Nationals make more deals
It's been a busy week for the Washington Nationals' front office, and General Manager Jim Bowden has taken some big risks in building a contending team full of promising (mostly) young wanna-be stars. Aaron Boone, Wily Mo Pena, and Ryan Langerhans, have been signed to a one- or two-year contracts. Boone is s ten-year veteran who has played with the Reds, the Yankees, the Indians, and the Marlins. See MLB.com. Late-breaking news: former Mets catcher Paul Lo Duca signed a one-year contract as well; see MLB.com.
The Washington Post noted that even though these roster additions greatly enhance the team's offensive power, two of the new players have serious behavioral issues: Lastings Milledge earned a bad reputation as a hot-dog rap singer with the Mets, and the (Devil) Rays' Elijah Dukes "has a long history of legal problems," including making threatening phone calls. That's not a good sign. Milledge's mother named him "Lastings" in hopes that he would be her last child.
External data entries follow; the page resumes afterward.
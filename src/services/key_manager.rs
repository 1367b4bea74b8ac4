//! # key_manager.rs
//!
//! Verwaltet das Signatur-Schlüsselpaar des Herausgebers. Das Paar wird beim
//! ersten Zugriff erzeugt und über ein `KeyStore`-Backend persistiert;
//! nachfolgende Zugriffe liefern das persistierte Paar. Eine Rotation des
//! Schlüssels ist nicht vorgesehen; sie würde alle umlaufenden Tokens
//! entwerten.

use std::sync::Mutex;

use thiserror::Error;

use crate::models::keypair::IssuerKeypair;
use crate::services::crypto_utils::{self, key_fingerprint};
use crate::storage::{KeyStore, StorageError};

/// Fehler, die bei der Bereitstellung des Schlüsselpaars auftreten können.
#[derive(Debug, Error)]
pub enum KeyManagerError {
    /// Der sichere Zufallszahlengenerator fehlt. Fatal beim Start: Ohne
    /// Schlüssel darf der Dienst nicht arbeiten.
    #[error("Crypto unavailable: {0}")]
    CryptoUnavailable(#[from] crypto_utils::CryptoUnavailable),

    /// Ein Fehler im darunterliegenden Schlüssel-Speicher.
    #[error("Key storage error: {0}")]
    Storage(#[from] StorageError),
}

/// Verwaltet das Schlüsselpaar des Herausgebers über ein `KeyStore`-Backend.
///
/// Die Instanz memoisiert das Paar, sodass wiederholte Aufrufe keinen
/// Speicherzugriff kosten. Die Erzeugung ist nebenläufigkeitssicher: Das
/// Backend entscheidet per atomarem "create if absent", welches Paar gewinnt,
/// wenn zwei Prozesse gleichzeitig starten.
pub struct KeyManager {
    store: Box<dyn KeyStore>,
    cached: Mutex<Option<IssuerKeypair>>,
}

impl KeyManager {
    /// Erstellt einen `KeyManager` über dem gegebenen Backend.
    pub fn new(store: Box<dyn KeyStore>) -> Self {
        KeyManager {
            store,
            cached: Mutex::new(None),
        }
    }

    /// Liefert das persistierte Schlüsselpaar; erzeugt und persistiert beim
    /// ersten Aufruf ein frisches Paar.
    ///
    /// Verliert dieser Prozess das Erzeugungs-Rennen gegen einen parallel
    /// startenden Prozess, wird das bereits persistierte Paar des Gewinners
    /// übernommen und das eigene verworfen.
    pub fn get_or_create_keypair(&self) -> Result<IssuerKeypair, KeyManagerError> {
        let mut cached = self.cached.lock().unwrap();
        if let Some(keypair) = cached.as_ref() {
            return Ok(keypair.clone());
        }

        if let Some(keypair) = self.store.load_keypair()? {
            *cached = Some(keypair.clone());
            return Ok(keypair);
        }

        let (_, signing_key) = crypto_utils::generate_signing_keypair()?;
        let fresh = IssuerKeypair::from_signing_key(signing_key);
        let winner = self.store.store_keypair_if_absent(&fresh)?;
        tracing::info!(
            fingerprint = %key_fingerprint(&winner.public_key),
            "issuer keypair initialized"
        );

        *cached = Some(winner.clone());
        Ok(winner)
    }
}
With all the new faces, things will be very confusing for Nationals fans in coming months, and we will be lucky to recognize more than a few players as the team inaugurates their new stadium in April. All in all, it is a clear indication that the Lerners want their team to have a fighting chance to contend for a playoff spot next year. This stands in stark contrast to the Florida Marlins, who just traded away Dontrelle Willis and Miguel Cabrera to the Tigers. See MLB.com.
The mail bag
It's not exactly baseball news, but L.A. Mayor Villaraigosa has committed to keep the USC Trojans in Memorial Coliseum, which is in need of renovation. Otherwise, USC might join UCLA in the Rose Bowl over in Pasadena. The upshot is that the mayor has given up on getting an NFL team to play in Memorial Coliseum. It's probably all for the best, because an NFL franchise would probably want to ruin historic Memorial Coliseum in the same way Da Bears ruined historic Soldier Field a few years ago. See L.A. Times. (The photo in that story shows that the field is now much too narrow to hold a baseball game; the pale rows of seats were added in 1993. They are apparently going ahead with that historic exhibition game set for next March.) Hat tip to Mike Zurawski.